[Lldb-commits] [PATCH] D33674: Implementation of Intel(R) Processor Trace support for Linux

Pavel Labath via Phabricator via lldb-commits lldb-commits at lists.llvm.org
Fri Jun 16 02:17:45 PDT 2017

labath added inline comments.

Comment at: source/Plugins/Process/Linux/NativeProcessLinux.h:282
+  // same process user id.
+  llvm::DenseSet<lldb::tid_t> m_pt_traced_thread_group;
ravitheja wrote:
> labath wrote:
> > I am confused about the purpose of this member variable. As far as I can tell, it will always contain *either* all of the threads in the process *or* none of them. Is there a situation where this is not the case?
> Yes there can be situations like that, for e.g if a user starts tracing on an individual thread followed by tracing the whole process (meaning in two separate start trace calls) then this Set will contain the thread ids of all the threads except the one on which individual tracing was started. This can be extended further.
Interesting... Is that actually useful for something? I find the semantic of "trace all threads in the process except those that happen to be traced already" a bit confusing. 

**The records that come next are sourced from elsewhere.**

impl MeasurementDescription {
    fn to_value(&self) -> Value {
        SeqBuilder::new()
            .field("measurementId", json!(self.measurement_id))
            .opt(
                "measurementType",
                self.measurement_type.as_ref().map(|v| json!(v)),
            )
            .opt(
                "commodityType",
                self.commodity_type.as_ref().map(|v| json!(v)),
            )
            .opt("unit", self.unit.as_ref().map(|v| json!(v)))
            .opt("scopeType", self.scope_type.as_ref().map(|v| json!(v)))
            .build()
    }

    fn from_value(value: &Value) -> Result<Self, EebusError> {
        let seq = SeqReader::new(value)?;
        let field = |key: &str| seq.get(key).map(|v| as_str(v, key)).transpose();
        Ok(MeasurementDescription {
            measurement_id: as_u32(seq.require("measurementId")?, "measurementId")?,
            measurement_type: field("measurementType")?,
            commodity_type: field("commodityType")?,
            unit: field("unit")?,
            scope_type: field("scopeType")?,
        })
    }
}

#[derive(Debug, Clone, PartialEq, Eq, Default)]
pub struct MeasurementDescriptionListData {
    pub descriptions: Vec<MeasurementDescription>,
}

// ---------------------------------------------------------------------------
// Device configuration
// ---------------------------------------------------------------------------

#[derive(Debug, Clone, PartialEq, Eq)]
pub enum KeyValue {
    Boolean(bool),
    ScaledNumber(ScaledNumber),
    Text(String),
}

impl KeyValue {
    fn to_value(&self) -> Value {
        match self {
            KeyValue::Boolean(b) => json!({ "boolean": b }),
            KeyValue::ScaledNumber(n) => json!({ "scaledNumber": n.to_value() }),
            KeyValue::Text(s) => json!({ "string": s }),
        }
    }

    fn from_value(value: &Value) -> Result<Self, EebusError> {
        let (key, inner) = crate::value::choice_of(value)?;
        match key {
            "boolean" => Ok(KeyValue::Boolean(as_bool(inner, "boolean")?)),
            "scaledNumber" => Ok(KeyValue::ScaledNumber(ScaledNumber::from_value(inner)?)),
            "string" => Ok(KeyValue::Text(as_str(inner, "string")?)),
            other => Err(EebusError::Parse(format!(
                "unknown key value choice `{other}`"
            ))),
        }
    }
}

#[derive(Debug, Clone, PartialEq, Eq)]
pub struct DeviceConfigurationKeyValue {
    pub key_id: u32,
    pub value: Option<KeyValue>,
    pub is_value_changeable: Option<bool>,
}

If you have a use for it in mind then fine, but otherwise, I'd like go for the simpler option of failing the request to trace the whole process if some individual threads are traced already. "you can either trace the whole process *OR* any number of individual threads" sounds much easier to understand. Otherwise, you'd have to think about corner cases like "What if the individual thread trace is stopped but the process trace request remains?" Do you then automatically start tracing the remaining thread based on the previous "whole process trace" request, and so on...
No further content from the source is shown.